風、寒、暑、湿を防いで、食後には歩いて体を動かし、体操して、腰や腹を撫でさすり、手足をよく動かすと良いとしています。季節に合わせて、気候に対処しながら、メタボにならないように食後の散歩や体操、マッサージなどを行うこと、なるべく運動することが重要というのは、現代でもその通りでは無いでしょうか?
養生のポイントは、病気のない時から、慎み深く過ごすことと説いています。薬や鍼を使うような事態になる前に、病気にならないよう日々の生活を慎むというのは、予防医学であり、もしかすると、現代の西洋医学よりも、進んだ考え方かもしれないのです。
慎み深くというのは、呑気にじっとしている事ではなく、やるべき事をきちんとして、怠けずに日夜働いて、体を動かす事です。動くことで巡りが良くなり健やかになるとしています。流れている水は腐らない、人も何もせずにダラダラしていると病気になるという事です。これは現代で言うアクティブレストの考え方だと思います。益軒さんどこまで先進的なのでしょうか?
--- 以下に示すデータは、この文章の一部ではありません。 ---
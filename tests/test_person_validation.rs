//! Integration tests for the public validation API.

use person_validation::{join_errors, Person, PersonInput, Validation, ValidationError, MAX_AGE};

// ============================================================================
// ACCUMULATION CONTRACT
// ============================================================================

#[test]
fn test_blank_name_only() {
    let result = Person::validate("", 24);
    assert_eq!(
        result,
        Validation::invalid(ValidationError::BlankName),
        "empty name should fail exactly the blank-name rule"
    );
}

#[test]
fn test_whitespace_name_counts_as_blank() {
    let result = Person::validate("  ", 24);
    assert_eq!(result, Validation::invalid(ValidationError::BlankName));
}

#[test]
fn test_negative_age_only() {
    let result = Person::validate("Alice", -1);
    assert_eq!(result, Validation::invalid(ValidationError::NegativeAge));
}

#[test]
fn test_excessive_age_only() {
    let result = Person::validate("Alice", 131);
    assert_eq!(result, Validation::invalid(ValidationError::MaxAgeExceeded));
}

#[test]
fn test_two_failures_reported_together_in_rule_order() {
    let result = Person::validate("", -1);
    let errors = result.errors().expect("result should be invalid");
    assert_eq!(
        errors.iter().copied().collect::<Vec<_>>(),
        vec![ValidationError::BlankName, ValidationError::NegativeAge],
        "name error must come before age error"
    );
}

#[test]
fn test_blank_name_with_excessive_age() {
    let result = Person::validate(" \t ", 500);
    let errors = result.errors().expect("result should be invalid");
    assert_eq!(
        errors.iter().copied().collect::<Vec<_>>(),
        vec![ValidationError::BlankName, ValidationError::MaxAgeExceeded]
    );
}

#[test]
fn test_age_rules_are_mutually_exclusive_in_practice() {
    // A single age cannot be both negative and above the max, so at most
    // one age error ever appears per attempt.
    for age in [-1000, -1, 0, 130, 131, 1000] {
        let result = Person::validate("", age);
        let errors = result.errors().expect("blank name always fails");
        assert!(errors.len() <= 2, "at most name error plus one age error");
    }
}

// ============================================================================
// VALID CONSTRUCTION
// ============================================================================

#[test]
fn test_valid_person() {
    match Person::validate("Alice", 30) {
        Validation::Valid(person) => {
            assert_eq!(person.name(), "Alice");
            assert_eq!(person.age(), 30);
        }
        Validation::Invalid(errors) => panic!("unexpected errors: {:?}", errors),
    }
}

#[test]
fn test_boundary_ages() {
    assert!(Person::validate("Alice", 0).is_valid());
    assert!(Person::validate("Alice", MAX_AGE).is_valid());
    assert!(Person::validate("Alice", MAX_AGE + 1).is_invalid());
    assert!(Person::validate("Alice", -1).is_invalid());
}

#[test]
fn test_name_stored_untrimmed() {
    match Person::validate(" Alice ", 42) {
        Validation::Valid(person) => assert_eq!(person.name(), " Alice "),
        Validation::Invalid(errors) => panic!("unexpected errors: {:?}", errors),
    }
}

#[test]
fn test_idempotent_results_compare_equal() {
    assert_eq!(Person::validate("Alice", 30), Person::validate("Alice", 30));
    assert_eq!(Person::validate("", 131), Person::validate("", 131));
}

// ============================================================================
// FAIL-FAST ENTRY POINT
// ============================================================================

#[test]
fn test_fail_fast_stops_at_first_rule() {
    // Both the name rule and an age rule fail; only the first is reported.
    assert_eq!(Person::new("", -1), Err(ValidationError::BlankName));
    assert_eq!(Person::new("", 500), Err(ValidationError::BlankName));
}

#[test]
fn test_fail_fast_and_accumulating_agree_on_validity() {
    let cases = [("Alice", 30), ("", 24), ("Alice", -1), ("Alice", 131)];
    for (name, age) in cases {
        assert_eq!(
            Person::new(name, age).is_ok(),
            Person::validate(name, age).is_valid(),
            "entry points disagree for ({:?}, {})",
            name,
            age
        );
    }
}

#[test]
fn test_fail_fast_error_works_with_question_mark() {
    fn build() -> Result<Person, Box<dyn std::error::Error>> {
        let person = Person::new("Alice", 30)?;
        Ok(person)
    }
    assert!(build().is_ok());
}

// ============================================================================
// ERROR PRESENTATION
// ============================================================================

#[test]
fn test_joined_error_messages() {
    let result = Person::validate("", -1);
    let errors = result.errors().expect("result should be invalid");
    assert_eq!(
        join_errors(errors),
        "Name cannot be empty or contain only white space, Age cannot be negative"
    );
}

#[test]
fn test_error_serializes_as_snake_case_tag() {
    let json = serde_json::to_string(&ValidationError::MaxAgeExceeded).unwrap();
    assert_eq!(json, "\"max_age_exceeded\"");
}

#[test]
fn test_input_deserializes_then_validates() {
    let input: PersonInput = serde_json::from_str(r#"{"name": "Alice", "age": 30}"#).unwrap();
    assert!(input.validate().is_valid());

    let input: PersonInput = serde_json::from_str(r#"{"name": "", "age": -1}"#).unwrap();
    let result = input.validate();
    let errors = result.errors().expect("result should be invalid");
    assert_eq!(errors.len(), 2);
}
欲望のままに生活して、病気にかかれば、長く苦しむ人生になる。そうならないようにいつも気持ちを強く持って、欲を堪えることが、健康につながる。病気になってから苦しい治療を受けるよりも、病気にならないうちに、欲に打ち勝って養生する方が簡単だと説いています。
やはりまずは食事です。飲食は身体を養う、大切な養分ですが、節度を持って飲食しなければ、内臓に負担をかけて、身体を蝕みます。季節はずれのものは食べてはいけない、味付けもあっさりとした薄味が良い。生もの、脂っこいもの、かたいものは避け、肉は少量で1種類にすると良いとのことです。何か、糖尿病や高血圧予防の食事について書かれているかのようです。
また一つの味に偏った食べ方をするのは良くないので、甘い、辛い、塩っぱい、苦い、酸っぱい、5つの味覚のものを、バラエティ豊かにバランスよく食べるよう書かれています。白米は多いと身体に悪いし、食後の餅や団子は食べ過ぎになるとのこと。炭水化物過多、別腹で食べ過ぎる現代人に向けたアドバイスそのものですね。
養生には、食欲。色欲、睡眠欲の節制が大切です。睡眠のしすぎはかえって体の巡りが悪くなるので、怠けて寝る癖がつかないよう、睡眠は最低限で良いと書いています。江戸時代は、暗くなったら寝ていたのでしょう。忙しい現代と違って、寝過ぎの方が問題だったと言うのはちょっと興味深いですね。
暗い部屋では気分が塞ぐ、しかし明るすぎても疲れてしまうため、明るい時には簾をおろし、暗い時には簾を上げる。自宅の部屋や家具は、質素で清潔なものが良い。贅沢な部屋や華美を好むと癖になり、心を苦しめ、養生の妨げとなるとしています。物質よりも心の豊かさが、健康に繋がると考えている益軒さんは、メンタルの重要性について、西洋医学が発達するずっと前から知っていたのでしょう。
そして、もし病気になった時には、それについてクヨクヨしないこと、気長に養生すれば、思ったより早く治ることも多いし、もし治らない病気の時には、悩んでも仕方がない。悩みながら早く治そうとしても悪くなることが多いので、気持ちを穏やかにして自然に任せるのが良いと説きました。悟っているとしか思えません。
自分の身体を大事にすることで、身体を鍛えて頑健にしておけば、いざという時に他人を助けることができる。つまり自分を大事にすることは、他人を大事にすることなのだと教え、養生することを勧めたこの『養生訓』、いつの時代にも通じる普遍の真理があるからこその、ロングセラーだったのですね!
江戸時代に80歳を超える長生きをして、死ぬ1年前に『養生訓』を書き上げた貝原益軒さん!すごい人だなあと、蒼野は感動しました。『養生訓』にはメンタルや心構えに関する記載も多いです。健康長寿には、心身共に健康でなければいけないことも改めて痛感しました。
これからも、脳(メンタル)と身体について、勉強してゆこうと思う蒼野でした!